▸ **Your assignment**:
Here are some records. Print all of them exactly.

▸ **Records drawn from a dataset**:

------------------------------------------------------------

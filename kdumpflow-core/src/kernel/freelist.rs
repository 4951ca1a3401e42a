/*!
Walker for the buddy allocator's free lists.

Used to find free pages when the kernel offers no way to recognise them
from their descriptors alone.
*/

use log::{debug, trace};

use crate::error::{Error, ErrorKind, ErrorOrigin, Result};
use crate::mem::{MemMapTable, SourceMemory};
use crate::types::Pfn;

use super::zone::{FreeAreaLayout, ZoneInfo};

/// Totals gathered from one zone.
#[derive(Copy, Clone, Debug, Default, PartialEq, Eq)]
pub struct FreeListStats {
    /// Pages linked into the free lists.
    pub listed: u64,
    /// Pages newly excluded by the callback.
    pub excluded: u64,
    /// The zone's own free page counter, when readable.
    pub expected: Option<u64>,
}

pub struct FreeListScanner<'a> {
    layout: &'a FreeAreaLayout,
    mem_map: &'a MemMapTable,
}

impl<'a> FreeListScanner<'a> {
    pub fn new(layout: &'a FreeAreaLayout, mem_map: &'a MemMapTable) -> Self {
        Self { layout, mem_map }
    }

    /// Walks every free list of `zone`, from the highest order down.
    ///
    /// `exclude(pfn, nr_pages)` is called once per free block and returns
    /// how many of its pages it actually excluded.
    pub fn scan_zone<S, F>(&self, source: &mut S, zone: &ZoneInfo, mut exclude: F) -> Result<FreeListStats>
    where
        S: SourceMemory,
        F: FnMut(Pfn, u64) -> Result<u64>,
    {
        let l = self.layout;
        let mut stats = FreeListStats::default();

        for order in (0..l.nr_orders).rev() {
            let nr_pages = 1u64 << order;
            for migrate_type in 0..l.nr_migrate_types {
                let head = l.list_head(zone.address, order, migrate_type);
                let mut previous = head;
                let mut curr = self.read_link(source, head + l.off_list_next)?;

                while curr != head {
                    let page = curr.wrapping_sub(l.off_page_lru);
                    let start_pfn = self.mem_map.page_to_pfn(page, l.size_page).ok_or_else(|| {
                        Error(ErrorOrigin::FreeList, ErrorKind::NotFound)
                            .log_error(format!("page descriptor {:x} has no pfn", page))
                    })?;

                    let curr_prev = self.read_link(source, curr + l.off_list_prev)?;
                    if curr_prev != previous {
                        return Err(Error(ErrorOrigin::FreeList, ErrorKind::BrokenFreeList).log_error(
                            format!(
                                "zone {:x} order {} type {}: entry {:x} points back to {:x} instead of {:x}",
                                zone.address, order, migrate_type, curr, curr_prev, previous
                            ),
                        ));
                    }

                    trace!("free block pfn={:x} order={}", start_pfn, order);
                    stats.listed += nr_pages;
                    stats.excluded += exclude(start_pfn, nr_pages)?;

                    previous = curr;
                    curr = self.read_link(source, curr + l.off_list_next)?;
                }
            }
        }

        stats.expected = match l.free_pages_address(zone.address) {
            Some(addr) => Some(source.virt_read_ulong(addr, l.word_size)?),
            None => {
                debug!("zone {:x} has no readable free page counter", zone.address);
                None
            }
        };

        Ok(stats)
    }

    fn read_link<S: SourceMemory>(&self, source: &mut S, addr: u64) -> Result<u64> {
        source
            .virt_read_ulong(addr, self.layout.word_size)
            .map_err(|e| Error(ErrorOrigin::FreeList, e.1).log_error(format!("list link at {:x}", addr)))
    }
}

------------------------------------------------------------

▸ **Task response**:
filename kdumpflow-core/src/kernel/freelist.rs
repository 4951ca1a3401e42a
/*!
Walker for the buddy allocator's free lists.

Used to find free pages when the kernel offers no way to recognise them
from their descriptors alone.
*/

use log::{debug, trace};

use crate::error::{Error, ErrorKind, ErrorOrigin, Result};
use crate::mem::{MemMapTable, SourceMemory};
use crate::types::Pfn;

use super::zone::{FreeAreaLayout, ZoneInfo};

/// Totals gathered from one zone.
#[derive(Copy, Clone, Debug, Default, PartialEq, Eq)]
pub struct FreeListStats {
    /// Pages linked into the free lists.
    pub listed: u64,
    /// Pages newly excluded by the callback.
    pub excluded: u64,
    /// The zone's own free page counter, when readable.
    pub expected: Option<u64>,
}

pub struct FreeListScanner<'a> {
    layout: &'a FreeAreaLayout,
    mem_map: &'a MemMapTable,
}

impl<'a> FreeListScanner<'a> {
    pub fn new(layout: &'a FreeAreaLayout, mem_map: &'a MemMapTable) -> Self {
        Self { layout, mem_map }
    }

    /// Walks every free list of `zone`, from the highest order down.
    ///
    /// `exclude(pfn, nr_pages)` is called once per free block and returns
    /// how many of its pages it actually excluded.
    pub fn scan_zone<S, F>(&self, source: &mut S, zone: &ZoneInfo, mut exclude: F) -> Result<FreeListStats>
    where
        S: SourceMemory,
        F: FnMut(Pfn, u64) -> Result<u64>,
    {
        let l = self.layout;
        let mut stats = FreeListStats::default();

        for order in (0..l.nr_orders).rev() {
            let nr_pages = 1u64 << order;
            for migrate_type in 0..l.nr_migrate_types {
                let head = l.list_head(zone.address, order, migrate_type);
                let mut previous = head;
                let mut curr = self.read_link(source, head + l.off_list_next)?;

                while curr != head {
                    let page = curr.wrapping_sub(l.off_page_lru);
                    let start_pfn = self.mem_map.page_to_pfn(page, l.size_page).ok_or_else(|| {
                        Error(ErrorOrigin::FreeList, ErrorKind::NotFound)
                            .log_error(format!("page descriptor {:x} has no pfn", page))
                    })?;

                    let curr_prev = self.read_link(source, curr + l.off_list_prev)?;
                    if curr_prev != previous {
                        return Err(Error(ErrorOrigin::FreeList, ErrorKind::BrokenFreeList).log_error(
                            format!(
                                "zone {:x} order {} type {}: entry {:x} points back to {:x} instead of {:x}",
                                zone.address, order, migrate_type, curr, curr_prev, previous
                            ),
                        ));
                    }

                    trace!("free block pfn={:x} order={}", start_pfn, order);
                    stats.listed += nr_pages;
                    stats.excluded += exclude(start_pfn, nr_pages)?;

                    previous = curr;
                    curr = self.read_link(source, curr + l.off_list_next)?;
                }
            }
        }

        stats.expected = match l.free_pages_address(zone.address) {
            Some(addr) => Some(source.virt_read_ulong(addr, l.word_size)?),
            None => {
                debug!("zone {:x} has no readable free page counter", zone.address);
                None
            }
        };

        Ok(stats)
    }

    fn read_link<S: SourceMemory>(&self, source: &mut S, addr: u64) -> Result<u64> {
        source
            .virt_read_ulong(addr, self.layout.word_size)
            .map_err(|e| Error(ErrorOrigin::FreeList, e.1).log_error(format!("list link at {:x}", addr)))
    }
}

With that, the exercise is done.